Personally, I was relieved to hear that last comment--about it not being strange. I've been something of a closet meditator for several years. To have this kind, intelligent stranger talk about the habit we share made it seem a little less, well, weird.

On most days, after breakfast, I sit quietly on a sofa for a few minutes and simply try to clear up the jumble of thoughts in my head. I might breathe deeply and concentrate on the sensation of my diaphragm moving up and down. Or I might pick a word to focus on, such as "peace" or "calm." Some mornings I slip on headphones and listen to that CD of the chanting monks that was a hit a few years ago.
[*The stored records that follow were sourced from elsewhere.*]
//! gridscale-engine — the control loop that turns cluster snapshots into
//! provider calls.
//!
//! Each tick is a strictly ordered pipeline over one immutable snapshot:
//! validate, observe pool health, force-remove unregistered nodes, find
//! pods that fit nowhere, plan and apply scale-ups, then plan and apply
//! scale-downs (which may re-place evicted pods onto capacity the
//! scale-up just ordered). Decisions within a tick never see each other's
//! provider effects — only the next tick's snapshot does.

pub mod config;
pub mod engine;
pub mod error;
pub mod events;

pub use config::EngineConfig;
pub use engine::{Engine, SnapshotSource, TickOutcome};
pub use error::{EngineError, EngineResult};
pub use events::{EntityKind, StatusEvent};
//! Hard-constraint fit checks, short-circuiting in a fixed order.

use std::collections::BTreeMap;
use std::fmt;

use serde::{Deserialize, Serialize};

use gridscale_model::{
    MatchExpression, MatchOperator, Node, NodeAffinity, Pod, Resources, Taint, TaintEffect,
    Toleration, TolerationOperator,
};

/// Why a pod cannot run on a node. A classification, not an error — the
/// engine surfaces it in status events and unschedulability reports.
#[derive(Debug, Clone, PartialEq, Eq, Serialize, Deserialize)]
#[serde(tag = "reason", rename_all = "snake_case")]
pub enum UnfitReason {
    /// Node selector or required node affinity does not match.
    SelectorMismatch,
    /// A `NoSchedule`/`NoExecute` taint is not tolerated.
    TaintNotTolerated { key: String },
    /// A resource component exceeds the node's remaining allocatable.
    InsufficientResource { resource: String },
}

impl fmt::Display for UnfitReason {
    fn fmt(&self, f: &mut fmt::Formatter<'_>) -> fmt::Result {
        match self {
            UnfitReason::SelectorMismatch => write!(f, "selector/affinity mismatch"),
            UnfitReason::TaintNotTolerated { key } => {
                write!(f, "taint not tolerated: {key}")
            }
            UnfitReason::InsufficientResource { resource } => {
                write!(f, "insufficient {resource}")
            }
        }
    }
}

/// Evaluate the hard constraints in order: selector/required affinity →
/// taints → resource fit against `remaining`. Returns the first failure.
pub fn check_fit(pod: &Pod, node: &Node, remaining: &Resources) -> Result<(), UnfitReason> {
    if !selector_matches(&pod.node_selector, &node.labels)
        || !required_affinity_matches(pod.affinity.as_ref(), &node.labels)
    {
        return Err(UnfitReason::SelectorMismatch);
    }

    if let Some(taint) = first_untolerated_taint(&node.taints, &pod.tolerations) {
        return Err(UnfitReason::TaintNotTolerated {
            key: taint.key.clone(),
        });
    }

    if let Some(resource) = first_short_resource(&pod.requests, remaining) {
        return Err(UnfitReason::InsufficientResource { resource });
    }

    Ok(())
}

/// `check_fit` as a plain bool, for callers that track their own remaining
/// capacity (the binpacking estimator).
pub fn can_schedule(pod: &Pod, node: &Node, remaining: &Resources) -> bool {
    check_fit(pod, node, remaining).is_ok()
}

fn selector_matches(selector: &BTreeMap<String, String>, labels: &BTreeMap<String, String>) -> bool {
    selector.iter().all(|(k, v)| labels.get(k) == Some(v))
}

/// Required terms are a disjunction: any one fully-satisfied term matches.
/// No required terms means no restriction.
fn required_affinity_matches(
    affinity: Option<&NodeAffinity>,
    labels: &BTreeMap<String, String>,
) -> bool {
    let Some(affinity) = affinity else { return true };
    if affinity.required_terms.is_empty() {
        return true;
    }
    affinity
        .required_terms
        .iter()
        .any(|term| term_matches(term.match_expressions.as_slice(), labels))
}

pub(crate) fn term_matches(exprs: &[MatchExpression], labels: &BTreeMap<String, String>) -> bool {
    exprs.iter().all(|expr| expression_matches(expr, labels))
}

fn expression_matches(expr: &MatchExpression, labels: &BTreeMap<String, String>) -> bool {
    let value = labels.get(&expr.key);
    match expr.operator {
        MatchOperator::In => value.is_some_and(|v| expr.values.contains(v)),
        MatchOperator::NotIn => !value.is_some_and(|v| expr.values.contains(v)),
        MatchOperator::Exists => value.is_some(),
        MatchOperator::DoesNotExist => value.is_none(),
    }
}

/// First `NoSchedule`/`NoExecute` taint the pod does not tolerate.
/// `PreferNoSchedule` never blocks — it is scored as a soft penalty.
fn first_untolerated_taint<'a>(
    taints: &'a [Taint],
    tolerations: &[Toleration],
) -> Option<&'a Taint> {
    taints
        .iter()
        .filter(|t| t.effect != TaintEffect::PreferNoSchedule)
        .find(|t| !tolerations.iter().any(|tol| tolerates(tol, t)))
}

pub(crate) fn tolerates(tol: &Toleration, taint: &Taint) -> bool {
    if let Some(effect) = tol.effect
        && effect != taint.effect
    {
        return false;
    }
    match tol.operator {
        // Empty key with Exists tolerates everything.
        TolerationOperator::Exists => tol.key.is_empty() || tol.key == taint.key,
        TolerationOperator::Equal => tol.key == taint.key && tol.value == taint.value,
    }
}

fn first_short_resource(requests: &Resources, remaining: &Resources) -> Option<String> {
    if requests.cpu_millis > remaining.cpu_millis {
        return Some("cpu".to_string());
    }
    if requests.memory_bytes > remaining.memory_bytes {
        return Some("memory".to_string());
    }
    if requests.ephemeral_storage_bytes > remaining.ephemeral_storage_bytes {
        return Some("ephemeral-storage".to_string());
    }
    for (name, &qty) in &requests.extended {
        if qty > remaining.extended.get(name).copied().unwrap_or(0) {
            return Some(name.clone());
        }
    }
    None
}

/// Count of `PreferNoSchedule` taints the pod does not tolerate — a soft
/// penalty in placement scoring.
pub(crate) fn soft_taint_penalty(node: &Node, pod: &Pod) -> i64 {
    node.taints
        .iter()
        .filter(|t| t.effect == TaintEffect::PreferNoSchedule)
        .filter(|t| !pod.tolerations.iter().any(|tol| tolerates(tol, t)))
        .count() as i64
}
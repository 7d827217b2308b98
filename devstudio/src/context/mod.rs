//! Context management for pipeline execution.
//!
//! This module provides:
//! - The append-only run context
//! - Run identities
//! - The inbound request that seeds a context
//! - The read-only view handed to each stage

mod bags;
mod identity;
mod request;
mod stage;

pub use bags::Context;
pub use identity::RunIdentity;
pub use request::{InboundRequest, DEFAULT_PROJECT_NAME};
pub use stage::StageContext;
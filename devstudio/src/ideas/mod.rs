//! Idea-generation collaborator.
//!
//! The design stage asks an external text-generation model for feature ideas.
//! This module defines that boundary ([`IdeaGenerator`]), the prompt it is
//! sent, the shape its answer must have, and, behind the `gemini` feature, an
//! HTTP client for Gemini-compatible endpoints.

mod config;
#[cfg(feature = "gemini")]
mod gemini;
mod parse;
mod prompt;

pub use config::GeminiConfig;
#[cfg(feature = "gemini")]
pub use gemini::GeminiClient;
pub use parse::{parse_feature_ideas, FeatureIdea, FeatureIdeas};
pub use prompt::build_prompt;

use async_trait::async_trait;
use thiserror::Error;

/// Failure talking to the idea-generation service.
#[derive(Debug, Clone, PartialEq, Eq, Error)]
pub enum GenerationError {
    /// The request could not be sent or the response not read.
    #[error("request failed: {0}")]
    Request(String),
    /// The service answered with a non-success status.
    #[error("model returned HTTP {status}: {body}")]
    Status {
        /// HTTP status code.
        status: u16,
        /// Response body, possibly truncated.
        body: String,
    },
    /// The service answered without any text.
    #[error("model returned no text")]
    EmptyResponse,
    /// No API key was configured.
    #[error("no API key configured for the idea generator")]
    MissingApiKey,
}

/// A text-generation service invoked with a prompt string.
///
/// The returned text is untrusted; callers validate its shape with
/// [`parse_feature_ideas`].
#[cfg_attr(test, mockall::automock)]
#[async_trait]
pub trait IdeaGenerator: Send + Sync {
    /// Generates text for `prompt`.
    async fn generate(&self, prompt: &str) -> Result<String, GenerationError>;
}
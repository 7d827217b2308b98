//! Human-in-the-loop approval.
//!
//! This module provides:
//! - Approval requests and decisions
//! - The [`ApprovalNotifier`] transport boundary with in-process and terminal
//!   implementations
//! - The [`ApprovalGate`] that applies timeout and cancellation semantics

mod decision;
mod gate;
mod notifier;
mod terminal;

pub use decision::{ApprovalDecision, ApprovalRequest};
pub use gate::ApprovalGate;
pub use notifier::{ApprovalNotifier, AutoApprove, ChannelNotifier, NotifierError};
pub use terminal::TerminalNotifier;
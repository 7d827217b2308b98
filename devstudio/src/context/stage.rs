//! The read-only view a stage executes against.

use std::sync::Arc;
use uuid::Uuid;

use super::{Context, RunIdentity};
use crate::cancellation::CancellationToken;
use crate::errors::StudioError;

/// Execution context handed to a single stage.
///
/// Holds a snapshot of the run context taken just before the stage started.
/// The stage can read it but never write back; the pipeline appends the
/// stage's content once the result has been accepted.
#[derive(Debug, Clone)]
pub struct StageContext {
    identity: RunIdentity,
    stage: String,
    inputs: Context,
    cancel: Arc<CancellationToken>,
}

impl StageContext {
    /// Creates a new stage context.
    #[must_use]
    pub fn new(
        identity: RunIdentity,
        stage: impl Into<String>,
        inputs: Context,
        cancel: Arc<CancellationToken>,
    ) -> Self {
        Self {
            identity,
            stage: stage.into(),
            inputs,
            cancel,
        }
    }

    /// Creates a context for running a stage outside a pipeline.
    #[must_use]
    pub fn detached(stage: impl Into<String>, inputs: Context) -> Self {
        let project = inputs
            .get_str("project_name")
            .unwrap_or(super::DEFAULT_PROJECT_NAME)
            .to_string();
        Self::new(
            RunIdentity::new(project),
            stage,
            inputs,
            Arc::new(CancellationToken::new()),
        )
    }

    /// Returns the run identity.
    #[must_use]
    pub fn identity(&self) -> &RunIdentity {
        &self.identity
    }

    /// Returns the run ID.
    #[must_use]
    pub fn run_id(&self) -> Uuid {
        self.identity.run_id
    }

    /// Returns the name of the executing stage.
    #[must_use]
    pub fn stage_name(&self) -> &str {
        &self.stage
    }

    /// Returns the context snapshot.
    #[must_use]
    pub fn inputs(&self) -> &Context {
        &self.inputs
    }

    /// Gets an input value.
    #[must_use]
    pub fn get(&self, key: &str) -> Option<&serde_json::Value> {
        self.inputs.get(key)
    }

    /// Gets an input value as a string.
    #[must_use]
    pub fn get_str(&self, key: &str) -> Option<&str> {
        self.inputs.get_str(key)
    }

    /// Gets an input the stage cannot run without.
    ///
    /// # Errors
    ///
    /// Returns `StageFailure` if the key is missing or null.
    pub fn require(&self, key: &str) -> Result<&serde_json::Value, StudioError> {
        self.inputs.require(&self.stage, key)
    }

    /// Returns the run's cancellation token.
    #[must_use]
    pub fn cancel_token(&self) -> Arc<CancellationToken> {
        Arc::clone(&self.cancel)
    }

    /// Returns true if the run has been cancelled.
    #[must_use]
    pub fn is_cancelled(&self) -> bool {
        self.cancel.is_cancelled()
    }
}
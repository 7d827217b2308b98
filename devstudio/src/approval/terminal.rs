//! Approval prompt on an interactive terminal.

use async_trait::async_trait;
use parking_lot::Mutex;
use std::io::{BufRead, BufReader, Write};
use std::sync::Arc;
use tokio::sync::oneshot;

use super::{ApprovalDecision, ApprovalNotifier, ApprovalRequest, NotifierError};

type Input = Arc<Mutex<Box<dyn BufRead + Send>>>;
type Output = Arc<Mutex<Box<dyn Write + Send>>>;

/// Asks a human on a terminal and reads a `y`/`n` answer.
///
/// The prompt is written and flushed up front; the answer is read on a
/// detached thread so a timed-out or cancelled wait never holds the output
/// stream or the runtime. An abandoned reader keeps the input until the next
/// line or end of input.
#[derive(Clone)]
pub struct TerminalNotifier {
    input: Input,
    output: Output,
}

impl TerminalNotifier {
    /// Prompts on stderr and reads answers from stdin.
    #[must_use]
    pub fn stdio() -> Self {
        Self::with_io(BufReader::new(std::io::stdin()), std::io::stderr())
    }

    /// Prompts on `output` and reads answers from `input`.
    #[must_use]
    pub fn with_io(
        input: impl BufRead + Send + 'static,
        output: impl Write + Send + 'static,
    ) -> Self {
        Self {
            input: Arc::new(Mutex::new(Box::new(input))),
            output: Arc::new(Mutex::new(Box::new(output))),
        }
    }

    fn write_prompt(&self, request: &ApprovalRequest) -> Result<(), NotifierError> {
        let payload = serde_json::to_string_pretty(&request.payload).map_err(transport)?;
        let prompt = format!(
            "\n[{}] {}\n{payload}\nApprove? [y/N] ",
            request.stage, request.message
        );

        let mut output = self.output.lock();
        output
            .write_all(prompt.as_bytes())
            .and_then(|()| output.flush())
            .map_err(transport)
    }
}

impl std::fmt::Debug for TerminalNotifier {
    fn fmt(&self, f: &mut std::fmt::Formatter<'_>) -> std::fmt::Result {
        f.debug_struct("TerminalNotifier").finish_non_exhaustive()
    }
}

#[async_trait]
impl ApprovalNotifier for TerminalNotifier {
    async fn request_decision(
        &self,
        request: &ApprovalRequest,
    ) -> Result<ApprovalDecision, NotifierError> {
        self.write_prompt(request)?;

        let (answer_tx, answer_rx) = oneshot::channel();
        let input = Arc::clone(&self.input);
        std::thread::Builder::new()
            .name("approval-prompt".to_string())
            .spawn(move || {
                let mut reader = input.lock();
                let _ = answer_tx.send(read_answer(reader.as_mut()));
            })
            .map_err(transport)?;

        answer_rx.await.map_err(|_| NotifierError::Closed)?
    }
}

fn read_answer(input: &mut dyn BufRead) -> Result<ApprovalDecision, NotifierError> {
    let mut answer = String::new();
    if input.read_line(&mut answer).map_err(transport)? == 0 {
        return Err(NotifierError::Closed);
    }

    match answer.trim().to_ascii_lowercase().as_str() {
        "y" | "yes" => Ok(ApprovalDecision::Approved),
        _ => Ok(ApprovalDecision::rejected(Some(
            "declined at terminal".to_string(),
        ))),
    }
}

fn transport(e: impl std::fmt::Display) -> NotifierError {
    NotifierError::Transport(e.to_string())
}
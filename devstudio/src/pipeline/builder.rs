//! Pipeline builder with validation.

use std::sync::Arc;

use super::{Pipeline, RetryConfig};
use crate::approval::ApprovalGate;
use crate::core::StageKind;
use crate::errors::StudioError;
use crate::events::{EventSink, NoOpEventSink};
use crate::ideas::IdeaGenerator;
use crate::stages::{CodeGenerationStage, DesignStage, InfrastructureStage, Stage};

/// Builder for creating validated pipelines.
///
/// Each stage fills the slot named by its [`StageKind`]; the order of the
/// calls does not matter, the pipeline always runs design, infrastructure,
/// then code generation.
#[derive(Debug, Clone, Default)]
pub struct PipelineBuilder {
    design: Option<Arc<dyn Stage>>,
    infrastructure: Option<Arc<dyn Stage>>,
    code_generation: Option<Arc<dyn Stage>>,
    gate: ApprovalGate,
    events: Option<Arc<dyn EventSink>>,
}

impl PipelineBuilder {
    /// Creates an empty builder with an auto-approving gate.
    #[must_use]
    pub fn new() -> Self {
        Self::default()
    }

    /// Creates a builder with the standard studio stages.
    #[must_use]
    pub fn studio(generator: Arc<dyn IdeaGenerator>, retry: RetryConfig) -> Self {
        Self::new()
            .stage(Arc::new(DesignStage::new(generator).with_retry(retry)))
            .stage(Arc::new(InfrastructureStage::new()))
            .stage(Arc::new(CodeGenerationStage::new()))
    }

    /// Places a stage in the slot for its kind, replacing any previous one.
    #[must_use]
    pub fn stage(mut self, stage: Arc<dyn Stage>) -> Self {
        let slot = match stage.kind() {
            StageKind::Design => &mut self.design,
            StageKind::Infrastructure => &mut self.infrastructure,
            StageKind::CodeGeneration => &mut self.code_generation,
        };
        *slot = Some(stage);
        self
    }

    /// Sets the approval gate.
    #[must_use]
    pub fn approval_gate(mut self, gate: ApprovalGate) -> Self {
        self.gate = gate;
        self
    }

    /// Sets the event sink.
    #[must_use]
    pub fn events(mut self, sink: Arc<dyn EventSink>) -> Self {
        self.events = Some(sink);
        self
    }

    /// Builds the pipeline.
    ///
    /// # Errors
    ///
    /// Returns `Config` if any stage slot is empty.
    pub fn build(self) -> Result<Pipeline, StudioError> {
        let missing: Vec<String> = [
            (StageKind::Design, self.design.is_none()),
            (StageKind::Infrastructure, self.infrastructure.is_none()),
            (StageKind::CodeGeneration, self.code_generation.is_none()),
        ]
        .into_iter()
        .filter(|(_, missing)| *missing)
        .map(|(kind, _)| kind.to_string())
        .collect();

        match (self.design, self.infrastructure, self.code_generation) {
            (Some(design), Some(infrastructure), Some(code_generation)) => Ok(Pipeline::from_parts(
                [design, infrastructure, code_generation],
                self.gate,
                self.events.unwrap_or_else(|| Arc::new(NoOpEventSink)),
            )),
            _ => Err(StudioError::Config(format!(
                "pipeline is missing stage(s): {}",
                missing.join(", ")
            ))),
        }
    }
}

#[cfg(test)]
mod tests {
    use super::*;
    use crate::core::StageResult;
    use crate::context::StageContext;
    use crate::stages::FnStage;

    fn stub(kind: StageKind) -> Arc<dyn Stage> {
        Arc::new(FnStage::new(kind, |_ctx: StageContext| async {
            StageResult::success(serde_json::json!({}))
        }))
    }

    #[test]
    fn test_missing_stages() {
        let err = PipelineBuilder::new()
            .stage(stub(StageKind::Design))
            .build()
            .unwrap_err();
        assert_eq!(
            err.to_string(),
            "Configuration error: pipeline is missing stage(s): infrastructure, code_generation"
        );
    }

    #[test]
    fn test_build_orders_by_kind() {
        let pipeline = PipelineBuilder::new()
            .stage(stub(StageKind::CodeGeneration))
            .stage(stub(StageKind::Design))
            .stage(stub(StageKind::Infrastructure))
            .build()
            .unwrap();

        let names: Vec<&str> = pipeline.stages().iter().map(|s| s.name()).collect();
        assert_eq!(names, vec!["design", "infrastructure", "code_generation"]);
        assert!(pipeline.gate().timeout().is_none());
    }

    #[test]
    fn test_later_stage_replaces_slot() {
        let replacement = Arc::new(
            FnStage::new(StageKind::Design, |_ctx: StageContext| async {
                StageResult::failure("replaced")
            })
            .named("custom_design"),
        );
        let pipeline = PipelineBuilder::new()
            .stage(stub(StageKind::Design))
            .stage(replacement)
            .stage(stub(StageKind::Infrastructure))
            .stage(stub(StageKind::CodeGeneration))
            .build()
            .unwrap();
        assert_eq!(pipeline.stages()[0].name(), "custom_design");
    }
}
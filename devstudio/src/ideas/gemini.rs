//! HTTP client for Gemini-compatible `generateContent` endpoints.

use async_trait::async_trait;
use serde::{Deserialize, Serialize};

use super::{GeminiConfig, GenerationError, IdeaGenerator};

/// Longest error body kept in a `GenerationError::Status`.
const MAX_ERROR_BODY: usize = 512;

#[derive(Debug, Serialize)]
struct GenerateRequest<'a> {
    contents: Vec<RequestContent<'a>>,
}

#[derive(Debug, Serialize)]
struct RequestContent<'a> {
    parts: Vec<RequestPart<'a>>,
}

#[derive(Debug, Serialize)]
struct RequestPart<'a> {
    text: &'a str,
}

#[derive(Debug, Deserialize)]
struct GenerateResponse {
    #[serde(default)]
    candidates: Vec<Candidate>,
}

#[derive(Debug, Deserialize)]
struct Candidate {
    content: Option<ResponseContent>,
}

#[derive(Debug, Deserialize)]
struct ResponseContent {
    #[serde(default)]
    parts: Vec<ResponsePart>,
}

#[derive(Debug, Deserialize)]
struct ResponsePart {
    text: Option<String>,
}

impl GenerateResponse {
    /// Concatenated text of the first candidate.
    fn into_text(self) -> Option<String> {
        let content = self.candidates.into_iter().next()?.content?;
        let text: String = content.parts.into_iter().filter_map(|p| p.text).collect();
        if text.trim().is_empty() {
            None
        } else {
            Some(text)
        }
    }
}

/// Idea generator backed by a Gemini model.
#[derive(Debug, Clone)]
pub struct GeminiClient {
    config: GeminiConfig,
    api_key: String,
    http: reqwest::Client,
}

impl GeminiClient {
    /// Creates a client from explicit configuration.
    ///
    /// # Errors
    ///
    /// Returns `MissingApiKey` if no key is configured, or `Request` if the
    /// HTTP client cannot be built.
    pub fn new(config: GeminiConfig) -> Result<Self, GenerationError> {
        let api_key = config
            .api_key
            .clone()
            .filter(|k| !k.trim().is_empty())
            .ok_or(GenerationError::MissingApiKey)?;

        let http = reqwest::Client::builder()
            .timeout(config.timeout())
            .build()
            .map_err(|e| GenerationError::Request(e.to_string()))?;

        Ok(Self {
            config,
            api_key,
            http,
        })
    }

    /// Returns the client configuration.
    #[must_use]
    pub fn config(&self) -> &GeminiConfig {
        &self.config
    }
}

#[async_trait]
impl IdeaGenerator for GeminiClient {
    async fn generate(&self, prompt: &str) -> Result<String, GenerationError> {
        let body = GenerateRequest {
            contents: vec![RequestContent {
                parts: vec![RequestPart { text: prompt }],
            }],
        };

        tracing::debug!(model = %self.config.model, prompt_len = prompt.len(), "Calling generateContent");

        let response = self
            .http
            .post(self.config.generate_url())
            .header("x-goog-api-key", &self.api_key)
            .json(&body)
            .send()
            .await
            .map_err(|e| GenerationError::Request(e.to_string()))?;

        let status = response.status();
        if !status.is_success() {
            let mut body = response.text().await.unwrap_or_default();
            if body.len() > MAX_ERROR_BODY {
                let cut = (0..=MAX_ERROR_BODY)
                    .rev()
                    .find(|i| body.is_char_boundary(*i))
                    .unwrap_or(0);
                body.truncate(cut);
            }
            return Err(GenerationError::Status {
                status: status.as_u16(),
                body,
            });
        }

        let parsed: GenerateResponse = response
            .json()
            .await
            .map_err(|e| GenerationError::Request(e.to_string()))?;

        parsed.into_text().ok_or(GenerationError::EmptyResponse)
    }
}

#[cfg(test)]
mod tests {
    use super::*;
    use serde_json::json;

    #[test]
    fn test_requires_api_key() {
        let err = GeminiClient::new(GeminiConfig::default()).unwrap_err();
        assert_eq!(err, GenerationError::MissingApiKey);

        let err = GeminiClient::new(GeminiConfig::default().with_api_key("  ")).unwrap_err();
        assert_eq!(err, GenerationError::MissingApiKey);
    }

    #[test]
    fn test_client_builds_with_key() {
        let client = GeminiClient::new(GeminiConfig::default().with_api_key("k")).unwrap();
        assert_eq!(client.config().model, "gemini-2.5-flash");
    }

    #[test]
    fn test_request_body_shape() {
        let body = GenerateRequest {
            contents: vec![RequestContent {
                parts: vec![RequestPart { text: "hello" }],
            }],
        };
        assert_eq!(
            serde_json::to_value(&body).unwrap(),
            json!({"contents": [{"parts": [{"text": "hello"}]}]})
        );
    }

    #[test]
    fn test_response_text_extraction() {
        let response: GenerateResponse = serde_json::from_value(json!({
            "candidates": [{"content": {"parts": [{"text": "{\"feature_ideas\":"}, {"text": "[]}"}]}}]
        }))
        .unwrap();
        assert_eq!(response.into_text().as_deref(), Some("{\"feature_ideas\":[]}"));

        let empty: GenerateResponse = serde_json::from_value(json!({"candidates": []})).unwrap();
        assert!(empty.into_text().is_none());

        let blocked: GenerateResponse =
            serde_json::from_value(json!({"candidates": [{"finishReason": "SAFETY"}]})).unwrap();
        assert!(blocked.into_text().is_none());
    }
}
I can't say why, but meditating acts like a desk organizer for my brain, clearing away much of the clutter. It also provides a boost of mental energy unlike anything I could get from a double espresso or a hit of ginkgo biloba.

I've never mentioned any of this to my golf buddies. But who knows, maybe they're doing it too. After all, about 10 million American adults--or one in eight--meditate regularly, according to statistics in the Journal of the American Medical Assn. That's nearly twice as many as a decade ago.

What's more, some very successful people have gone public with their embrace of this ancient practice. It's no surprise that actor and celebrity-Buddhist Richard Gere is on the list. But how about St. Louis Cardinal slugger Mark McGwire? There's also Monsanto Corp. Chief Executive Robert Shapiro, who meditates twice a day and has led meditation retreats for top executives of the giant chemical company.